Chama o Hugo
07/03/2006 por bonatNão deveria. Mesmo assim vou lembrar de algo que você gostaria de esquecer. Daquele dia em que bebeu todas. Após chegar, não se sabe como em sua cama, sentiu o mundo girar. Súbito, teve que correr ao banheiro para “chamar o Hugo”. O pior foi agüentar as brincadeiras no dia seguinte. “Lembra do que você fez ontem à noite? Quantas vezes você chamou o Hugo“? Embora nesses casos ele seja a solução, você faz questão de que Hugo permaneça esquecido.
Mas há outro Hugo que faz de tudo para ser lembrado. Toda semana há notícias suas. “Hugo Chávez quer que Inglaterra devolva Malvinas à Argentina. Chávez expulsa adido naval americano. Presidente Chávez ameaça comprar um milhão de fuzis”.
Se as coisas se resolvessem assim, o Brasil deveria ter comprado um milhão de fuzis na década de 70. Os choques do petróleo gerados pela OPEP feriram mortalmente nossa economia. Nem por isso nosso governo expulsou embaixador algum. Ao contrário, privilegiou a pesquisa e o trabalho sério.
Se existiu algo de difícil para o Brasil foi chegar à auto-suficiência.

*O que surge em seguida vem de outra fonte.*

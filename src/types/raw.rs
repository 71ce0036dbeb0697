//! Typed access to a raw response object.

use super::{DerivationPolicy, FieldSpec};
use crate::errors::SchemaError;
use chrono::{DateTime, Utc};
use serde_json::{Map, Value};

/// Borrowed view of one raw JSON object being normalized into a shape.
///
/// Accessors treat an explicit `null` the same as an absent key.
#[derive(Debug, Clone, Copy)]
pub struct RawObject<'a> {
    shape: &'static str,
    map: &'a Map<String, Value>,
    policy: DerivationPolicy,
}

impl<'a> RawObject<'a> {
    /// Wraps a raw object for the named shape.
    pub fn new(shape: &'static str, map: &'a Map<String, Value>, policy: DerivationPolicy) -> Self {
        Self { shape, map, policy }
    }

    /// Derivation policy in effect.
    pub fn policy(&self) -> DerivationPolicy {
        self.policy
    }

    fn get(&self, field: &FieldSpec) -> Option<&'a Value> {
        self.map.get(field.remote).filter(|v| !v.is_null())
    }

    fn require(&self, field: &FieldSpec) -> Result<&'a Value, SchemaError> {
        self.get(field).ok_or(SchemaError::MissingRequiredField {
            shape: self.shape,
            field: field.remote,
        })
    }

    fn mismatch(&self, field: &FieldSpec, expected: &'static str, found: &Value) -> SchemaError {
        SchemaError::TypeMismatch {
            shape: self.shape,
            field: field.remote,
            expected,
            found: json_kind(found).to_string(),
        }
    }

    /// Reads a required string.
    pub fn required_string(&self, field: &FieldSpec) -> Result<String, SchemaError> {
        let value = self.require(field)?;
        self.as_string(field, value)
    }

    /// Reads an optional string.
    pub fn optional_string(&self, field: &FieldSpec) -> Result<Option<String>, SchemaError> {
        self.get(field)
            .map(|value| self.as_string(field, value))
            .transpose()
    }

    fn as_string(&self, field: &FieldSpec, value: &Value) -> Result<String, SchemaError> {
        value
            .as_str()
            .map(str::to_owned)
            .ok_or_else(|| self.mismatch(field, "string", value))
    }

    /// Reads a required boolean.
    pub fn required_bool(&self, field: &FieldSpec) -> Result<bool, SchemaError> {
        let value = self.require(field)?;
        value
            .as_bool()
            .ok_or_else(|| self.mismatch(field, "boolean", value))
    }

    /// Reads an optional integer.
    pub fn optional_i64(&self, field: &FieldSpec) -> Result<Option<i64>, SchemaError> {
        self.get(field)
            .map(|value| {
                value
                    .as_i64()
                    .ok_or_else(|| self.mismatch(field, "integer", value))
            })
            .transpose()
    }

    /// Reads a required RFC 3339 timestamp.
    pub fn required_datetime(&self, field: &FieldSpec) -> Result<DateTime<Utc>, SchemaError> {
        let value = self.require(field)?;
        self.as_datetime(field, value)
    }

    /// Reads an optional RFC 3339 timestamp.
    pub fn optional_datetime(
        &self,
        field: &FieldSpec,
    ) -> Result<Option<DateTime<Utc>>, SchemaError> {
        self.get(field)
            .map(|value| self.as_datetime(field, value))
            .transpose()
    }

    fn as_datetime(&self, field: &FieldSpec, value: &Value) -> Result<DateTime<Utc>, SchemaError> {
        let text = value
            .as_str()
            .ok_or_else(|| self.mismatch(field, "date-time", value))?;
        DateTime::parse_from_rfc3339(text)
            .map(|dt| dt.with_timezone(&Utc))
            .map_err(|_| SchemaError::TypeMismatch {
                shape: self.shape,
                field: field.remote,
                expected: "date-time",
                found: format!("unparsable string {:?}", text),
            })
    }

    /// Reads an optional nested object.
    pub fn optional_object(
        &self,
        field: &FieldSpec,
    ) -> Result<Option<&'a Map<String, Value>>, SchemaError> {
        self.get(field)
            .map(|value| {
                value
                    .as_object()
                    .ok_or_else(|| self.mismatch(field, "object", value))
            })
            .transpose()
    }

    /// Projects `principal.user.<key>` out of an identity set.
    ///
    /// Under the lenient policy every missing link yields `None`. Under the
    /// strict policy a present principal whose `user` entry cannot supply
    /// a string `key` is a `DerivationAmbiguity`.
    ///
    /// A non-string `key` value counts as missing: the derived fields are
    /// strings, so a number or object there resolves like an absent key.
    pub fn principal_user_field(
        &self,
        principal: Option<&Map<String, Value>>,
        key: &str,
        derived: &'static str,
    ) -> Result<Option<String>, SchemaError> {
        let Some(principal) = principal else {
            return Ok(None);
        };

        let resolved = principal
            .get("user")
            .and_then(Value::as_object)
            .and_then(|user| user.get(key))
            .and_then(Value::as_str)
            .map(str::to_owned);

        match (resolved, self.policy) {
            (Some(value), _) => Ok(Some(value)),
            (None, DerivationPolicy::Lenient) => Ok(None),
            (None, DerivationPolicy::Strict) => Err(SchemaError::DerivationAmbiguity {
                shape: self.shape,
                field: derived,
                reason: format!("lastModifiedBy has no user.{}", key),
            }),
        }
    }
}

/// Extension of a drive item name.
///
/// Folders never have an extension; otherwise the text after the last `.`
/// is the extension, and a name without a `.` has none.
pub(crate) fn derive_extension(name: &str, folder: Option<&Map<String, Value>>) -> Option<String> {
    if folder.is_some() {
        return None;
    }
    name.rsplit_once('.').map(|(_, ext)| ext.to_string())
}

/// JSON type name used in mismatch reports.
pub(crate) fn json_kind(value: &Value) -> &'static str {
    match value {
        Value::Null => "null",
        Value::Bool(_) => "boolean",
        Value::Number(_) => "number",
        Value::String(_) => "string",
        Value::Array(_) => "array",
        Value::Object(_) => "object",
    }
}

Enquanto não podíamos sequer viajar nos finais-de-semana (os postos não abriam), os países da OPEP nadavam em dinheiro. O que fizeram com os bilhões de petrodólares que receberam? Por certo não investiram em seu povo. Multiplicaram, isto sim, o número de miseráveis.
Para chegar ao poder, o paradoxal Chávez vestiu a camisa dos descamisados. Prometeu repartir com eles a riqueza gerada pelo petróleo. O azar daqueles coitados foi ele ter vislumbrado a possibilidade de tornar-se o novo Bolívar. Pelo visto vão ter que esperar mais um pouco. Por enquanto terão que contentar-se com uma simples camiseta. Ao mesmo tempo, terão que aprender a crer em seu presidente. Não os ensine a pensar, parece ser a recomendação. Poderia ser perigoso!
Os gestos magnânimos de Chávez com dinheiro apropriado da estatal PDVSA (Petróleos de Venezuela), como enviar petróleo de graça para Cuba, comprar títulos da dívida pública argentina e patrocinar a campeã Vila Isabel, têm um único objetivo: o de ele sair de Bolívar, como destaque em sua escola – a Unidos Bolivarianos.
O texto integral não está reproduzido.